Task brief: How many lines below contain the string "mapping"? Reply with the figure and no further words.
/---
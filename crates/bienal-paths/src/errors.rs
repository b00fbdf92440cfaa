use std::{io, path::PathBuf};

#[derive(thiserror::Error, Debug)]
pub enum Error {
    /// No hay HOME ni XDG de donde sacar las carpetas del usuario.
    #[error("Could not determine the catalog directories: the system has no home directory, set BIENAL_BASE_DIR instead")]
    NoHome,

    #[error("Could not create catalog directory {path}: {source}")]
    CreateDir {
        path: PathBuf,
        #[source]
        source: io::Error,
    },

    #[error("Could not inspect catalog directory {path}: {source}")]
    Inspect {
        path: PathBuf,
        #[source]
        source: io::Error,
    },

    /// La carpeta existe pero es de sólo lectura.
    #[error("Catalog directory {0} is read-only")]
    ReadOnly(PathBuf),
}
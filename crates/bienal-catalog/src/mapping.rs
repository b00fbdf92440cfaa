//! Esquemas de fila de cada consulta y su conversión a entidades.
//!
//! Política para los huecos de los `LEFT JOIN`: una fila sin artista (DNI nulo)
//! o sin imagen (URL nula) no agrega una entrada anidada vacía; la escultura se
//! registra igual. Una fila con DNI pero sin nombre de artista, en cambio, se
//! considera mal formada y la decodificación falla.
//!
//! Las columnas opcionales pueden venir en NULL pero tienen que estar: una fila
//! a la que le falta una columna no se completa con `None`.

use bienal_core::{Account, Artist, AvgRating, Event, EventKey, Image, NationalId, Sculpture};
use serde::{Deserialize, Serialize};

use crate::aggregate::{Aggregate, Distinct, distinct_by};
use crate::row::{RowSchema, nullable};

/// Fila de `list_artists`.
#[derive(Debug, Clone, Deserialize)]
pub struct ArtistRow {
    pub national_id: String,
    pub full_name: String,
    #[serde(deserialize_with = "nullable")]
    pub biography: Option<String>,
    #[serde(deserialize_with = "nullable")]
    pub contact: Option<String>,
    #[serde(deserialize_with = "nullable")]
    pub photo_url: Option<String>,
    #[serde(deserialize_with = "nullable")]
    pub nationality: Option<String>,
    #[serde(deserialize_with = "nullable")]
    pub average_rating: AvgRating,
}

impl RowSchema for ArtistRow {}

impl From<ArtistRow> for Artist {
    fn from(row: ArtistRow) -> Self {
        Artist {
            national_id: row.national_id,
            full_name: row.full_name,
            biography: row.biography,
            contact: row.contact,
            photo_url: row.photo_url,
            rating: row.average_rating,
            nationality: row.nationality,
        }
    }
}

/// Fila de `list_events`.
#[derive(Debug, Clone, Deserialize)]
pub struct EventRow {
    pub name: String,
    pub location: String,
    #[serde(deserialize_with = "nullable")]
    pub starts_on: Option<String>,
    #[serde(deserialize_with = "nullable")]
    pub ends_on: Option<String>,
    #[serde(deserialize_with = "nullable")]
    pub theme: Option<String>,
    #[serde(deserialize_with = "nullable")]
    pub starts_at: Option<String>,
    #[serde(deserialize_with = "nullable")]
    pub ends_at: Option<String>,
    #[serde(deserialize_with = "nullable")]
    pub average_rating: AvgRating,
}

impl RowSchema for EventRow {}

impl From<EventRow> for Event {
    fn from(row: EventRow) -> Self {
        Event {
            name: row.name,
            location: row.location,
            starts_on: row.starts_on,
            ends_on: row.ends_on,
            theme: row.theme,
            starts_at: row.starts_at,
            ends_at: row.ends_at,
            rating: row.average_rating,
        }
    }
}

/// Fila de `user_by_email`.
#[derive(Debug, Clone, Deserialize)]
pub struct AccountRow {
    pub email: String,
    pub full_name: String,
    pub role: String,
    pub password_hash: String,
}

impl RowSchema for AccountRow {}

impl From<AccountRow> for Account {
    fn from(row: AccountRow) -> Self {
        Account {
            email: row.email,
            full_name: row.full_name,
            role: row.role,
            password_hash: row.password_hash,
        }
    }
}

/// Columnas de artista tal como vienen en las consultas con join. No incluyen
/// promedio ni nacionalidad.
#[derive(Debug, Clone, Deserialize)]
pub struct JoinedArtist {
    #[serde(deserialize_with = "nullable")]
    pub national_id: Option<String>,
    #[serde(deserialize_with = "nullable")]
    pub full_name: Option<String>,
    #[serde(deserialize_with = "nullable")]
    pub biography: Option<String>,
    #[serde(deserialize_with = "nullable")]
    pub contact: Option<String>,
    #[serde(deserialize_with = "nullable")]
    pub photo_url: Option<String>,
}

impl JoinedArtist {
    fn check(&self) -> Result<(), String> {
        if self.national_id.is_some() && self.full_name.is_none() {
            return Err("artist row without full_name".to_string());
        }
        Ok(())
    }

    fn key(&self) -> Option<NationalId> {
        self.national_id.clone()
    }

    fn to_artist(&self) -> Artist {
        Artist {
            national_id: self.national_id.clone().unwrap_or_default(),
            full_name: self.full_name.clone().unwrap_or_default(),
            biography: self.biography.clone(),
            contact: self.contact.clone(),
            photo_url: self.photo_url.clone(),
            rating: AvgRating::Unrated,
            nationality: None,
        }
    }
}

/// Fila de `list_sculptures`, `sculptures_by_event` y `sculptures_by_artist`:
/// una por cada escultura × artista × imagen.
#[derive(Debug, Clone, Deserialize)]
pub struct SculptureRow {
    pub name: String,
    #[serde(deserialize_with = "nullable")]
    pub created_on: Option<String>,
    #[serde(deserialize_with = "nullable")]
    pub background: Option<String>,
    #[serde(deserialize_with = "nullable")]
    pub technique: Option<String>,
    #[serde(deserialize_with = "nullable")]
    pub average_rating: AvgRating,

    #[serde(flatten)]
    pub artist: JoinedArtist,

    #[serde(deserialize_with = "nullable")]
    pub url: Option<String>,
    #[serde(deserialize_with = "nullable")]
    pub stage: Option<String>,
}

impl RowSchema for SculptureRow {
    fn check(&self) -> Result<(), String> {
        self.artist.check()
    }
}

/// Escultura en construcción mientras se recorren sus filas.
pub struct SculptureDraft {
    sculpture: Sculpture,
    artists: Distinct<NationalId, Artist>,
    images: Distinct<String, Image>,
}

impl Aggregate<SculptureRow> for SculptureDraft {
    type Key = String;
    type Output = Sculpture;

    fn key(row: &SculptureRow) -> String {
        row.name.clone()
    }

    fn start(row: &SculptureRow) -> Self {
        SculptureDraft {
            sculpture: Sculpture {
                name: row.name.clone(),
                created_on: row.created_on.clone(),
                background: row.background.clone(),
                technique: row.technique.clone(),
                rating: row.average_rating,
                artists: Vec::new(),
                images: Vec::new(),
            },
            artists: Distinct::new(),
            images: Distinct::new(),
        }
    }

    fn absorb(&mut self, row: &SculptureRow) {
        if let Some(id) = row.artist.key() {
            self.artists.insert_with(id, || row.artist.to_artist());
        }

        if let Some(url) = &row.url {
            self.images.insert_with(url.clone(), || Image {
                url: url.clone(),
                stage: row.stage.clone(),
            });
        }
    }

    fn finish(self) -> Sculpture {
        Sculpture {
            artists: self.artists.into_vec(),
            images: self.images.into_vec(),
            ..self.sculpture
        }
    }
}

/// Fila de `sculpture_artists_and_events`: artista × evento de una escultura.
#[derive(Debug, Clone, Deserialize)]
pub struct ParticipantRow {
    #[serde(flatten)]
    pub artist: JoinedArtist,

    #[serde(deserialize_with = "nullable")]
    #[serde(rename = "name")]
    pub event_name: Option<String>,
    #[serde(deserialize_with = "nullable")]
    pub location: Option<String>,
    #[serde(deserialize_with = "nullable")]
    pub starts_on: Option<String>,
    #[serde(deserialize_with = "nullable")]
    pub ends_on: Option<String>,
    #[serde(deserialize_with = "nullable")]
    pub theme: Option<String>,
    #[serde(deserialize_with = "nullable")]
    pub starts_at: Option<String>,
    #[serde(deserialize_with = "nullable")]
    pub ends_at: Option<String>,
}

impl RowSchema for ParticipantRow {
    fn check(&self) -> Result<(), String> {
        self.artist.check()?;
        if self.event_name.is_some() && self.location.is_none() {
            return Err("event row without location".to_string());
        }
        Ok(())
    }
}

impl ParticipantRow {
    fn event_key(&self) -> Option<EventKey> {
        match (&self.event_name, &self.location) {
            (Some(name), Some(location)) => Some(EventKey::new(name, location)),
            _ => None,
        }
    }

    fn to_event(&self) -> Event {
        Event {
            name: self.event_name.clone().unwrap_or_default(),
            location: self.location.clone().unwrap_or_default(),
            starts_on: self.starts_on.clone(),
            ends_on: self.ends_on.clone(),
            theme: self.theme.clone(),
            starts_at: self.starts_at.clone(),
            ends_at: self.ends_at.clone(),
            rating: AvgRating::Unrated,
        }
    }
}

/// Artistas autores de una escultura y eventos en los que compite.
#[derive(Debug, Clone, Default, PartialEq, Serialize)]
pub struct Participants {
    pub artists: Vec<Artist>,
    pub events: Vec<Event>,
}

impl Participants {
    pub fn from_rows(rows: &[ParticipantRow]) -> Self {
        Participants {
            artists: distinct_by(rows, |r| r.artist.key(), |r| r.artist.to_artist()),
            events: distinct_by(rows, ParticipantRow::event_key, ParticipantRow::to_event),
        }
    }
}
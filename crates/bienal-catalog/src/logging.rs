use tracing_subscriber::{EnvFilter, fmt};

use crate::config::LoggingConfig;

/// Instala el subscriber global de `tracing`. `RUST_LOG` pisa el nivel configurado.
/// Si ya había uno instalado no hace nada.
pub fn init(config: &LoggingConfig) {
    let filter = EnvFilter::try_from_default_env()
        .or_else(|_| EnvFilter::try_new(&config.level))
        .unwrap_or_else(|_| EnvFilter::new("info"));

    let _ = fmt().with_env_filter(filter).with_target(true).try_init();
}
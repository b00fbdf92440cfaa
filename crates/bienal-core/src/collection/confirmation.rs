use std::fmt;

use serde::Serialize;

/// Respuesta fija de las operaciones de escritura que no generan un identificador.
#[derive(Debug, Clone, Copy, PartialEq, Eq, Serialize)]
#[serde(rename_all = "snake_case")]
pub enum Confirmation {
    Done,
    Registered,
    SculptureRegistered,
    MadeByRegistered,
    EventUpdated,
    EventDeleted,
    ArtistUpdated,
    ArtistDeleted,
    SculptureDeleted,
}

impl fmt::Display for Confirmation {
    fn fmt(&self, f: &mut fmt::Formatter<'_>) -> fmt::Result {
        let msg = match self {
            Confirmation::Done => "done",
            Confirmation::Registered => "account registered",
            Confirmation::SculptureRegistered => "sculpture registered",
            Confirmation::MadeByRegistered => "authorship registered",
            Confirmation::EventUpdated => "event updated",
            Confirmation::EventDeleted => "event deleted",
            Confirmation::ArtistUpdated => "artist updated",
            Confirmation::ArtistDeleted => "artist deleted",
            Confirmation::SculptureDeleted => "sculpture deleted",
        };
        f.write_str(msg)
    }
}
refinery::embed_migrations!("migrations");
use bienal_core::{Account, Confirmation};
use tracing::{Level, info, instrument};

use super::{Catalog, require};
use crate::error::{Error, Result};
use crate::mapping::AccountRow;
use crate::procedures::Procedure;
use crate::traits::{CredentialHasher, ImageUploader, RowSource};

/// Votos válidos: de 1 a 5 estrellas.
const VOTE_RANGE: std::ops::RangeInclusive<u8> = 1..=5;

/// Cuentas y votos.
impl<S, H, U> Catalog<S, H, U>
where
    S: RowSource,
    H: CredentialHasher,
    U: ImageUploader,
{
    /// Busca la cuenta por correo y compara la contraseña contra el hash guardado.
    /// Sin cuenta no se compara nada (`NotFound`); si no coincide, `Authentication`.
    /// Si coincide devuelve las filas tal cual.
    #[instrument(level = Level::DEBUG, skip(self, password), err)]
    pub async fn login(&self, email: &str, password: &str) -> Result<Vec<Account>> {
        let accounts = self.verified_accounts(email, password).await?;
        info!("Login succeeded");
        Ok(accounts)
    }

    /// Registra un visitante. La contraseña se guarda hasheada.
    #[instrument(level = Level::DEBUG, skip(self, password), err)]
    pub async fn register(&self, full_name: &str, email: &str, password: &str) -> Result<Confirmation> {
        require("full name", full_name)?;
        require("email", email)?;
        require("password", password)?;

        let hashed = self.hasher.hash(password).await?;
        self.call(
            Procedure::RegisterUser,
            vec![full_name.into(), email.into(), hashed.into()],
        )
        .await?;

        Ok(Confirmation::Registered)
    }

    /// Igual que `login` con la contraseña actual; si pasa, guarda el hash de la nueva.
    #[instrument(level = Level::DEBUG, skip(self, current, new), err)]
    pub async fn change_password(&self, email: &str, current: &str, new: &str) -> Result<Confirmation> {
        require("new password", new)?;

        self.verified_accounts(email, current).await?;

        let hashed = self.hasher.hash(new).await?;
        self.call(Procedure::ChangePassword, vec![email.into(), hashed.into()])
            .await?;

        Ok(Confirmation::Done)
    }

    /// Guarda (o reemplaza) el voto del usuario sobre la escultura.
    #[instrument(level = Level::DEBUG, skip(self), err)]
    pub async fn record_vote(&self, rating: u8, sculpture_name: &str, email: &str) -> Result<Confirmation> {
        if !VOTE_RANGE.contains(&rating) {
            return Err(Error::validation(format!("vote {rating} is outside of 1..=5")));
        }
        require("sculpture name", sculpture_name)?;
        require("email", email)?;

        self.call(
            Procedure::RecordVote,
            vec![email.into(), sculpture_name.into(), rating.into()],
        )
        .await?;

        Ok(Confirmation::Done)
    }

    async fn verified_accounts(&self, email: &str, password: &str) -> Result<Vec<Account>> {
        require("email", email)?;

        let rows: Vec<AccountRow> = self.query(Procedure::UserByEmail, vec![email.into()]).await?;

        let Some(first) = rows.first() else {
            return Err(Error::NotFound(format!("account {email}")));
        };

        if !self.hasher.verify(password, &first.password_hash).await? {
            return Err(Error::Authentication(email.to_string()));
        }

        Ok(rows.into_iter().map(Account::from).collect())
    }
}
#[tokio::test]
async fn competes_requires_an_existing_event() {
    let (_tmp, catalog) = sqlite_catalog();
    seed(&catalog).await;

    let err = catalog.insert_competes("Fantasma", "Ceibo").await.unwrap_err();

    assert!(matches!(err, Error::NotFound(_)), "{err:?}");
    assert!(catalog.sculptures_by_event("Fantasma").await.unwrap().is_empty());
}

#[tokio::test]
async fn unmatched_event_update_leaves_competitions_untouched() {
    let (_tmp, catalog) = sqlite_catalog();
    seed(&catalog).await;
    // inscripción heredada de un evento que ya no existe
    rusqlite::Connection::open(catalog.source().path())
        .unwrap()
        .execute(
            "INSERT INTO competes (event_name, sculpture_name) VALUES ('Fantasma', 'Yaguareté')",
            [],
        )
        .unwrap();

    let missing = EventKey::new("Fantasma", "Ningún lado");
    let err = catalog
        .update_event(
            &missing,
            EventUpdate {
                name: "Robada".into(),
                location: "Ningún lado".into(),
                ..Default::default()
            },
        )
        .await
        .unwrap_err();
    assert!(matches!(err, Error::NotFound(_)));
    assert!(catalog.sculptures_by_event("Robada").await.unwrap().is_empty());

    assert!(matches!(catalog.delete_event(&missing).await, Err(Error::NotFound(_))));
    assert_eq!(catalog.sculptures_by_event("Fantasma").await.unwrap().len(), 1);
}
\---
Result of the task: 2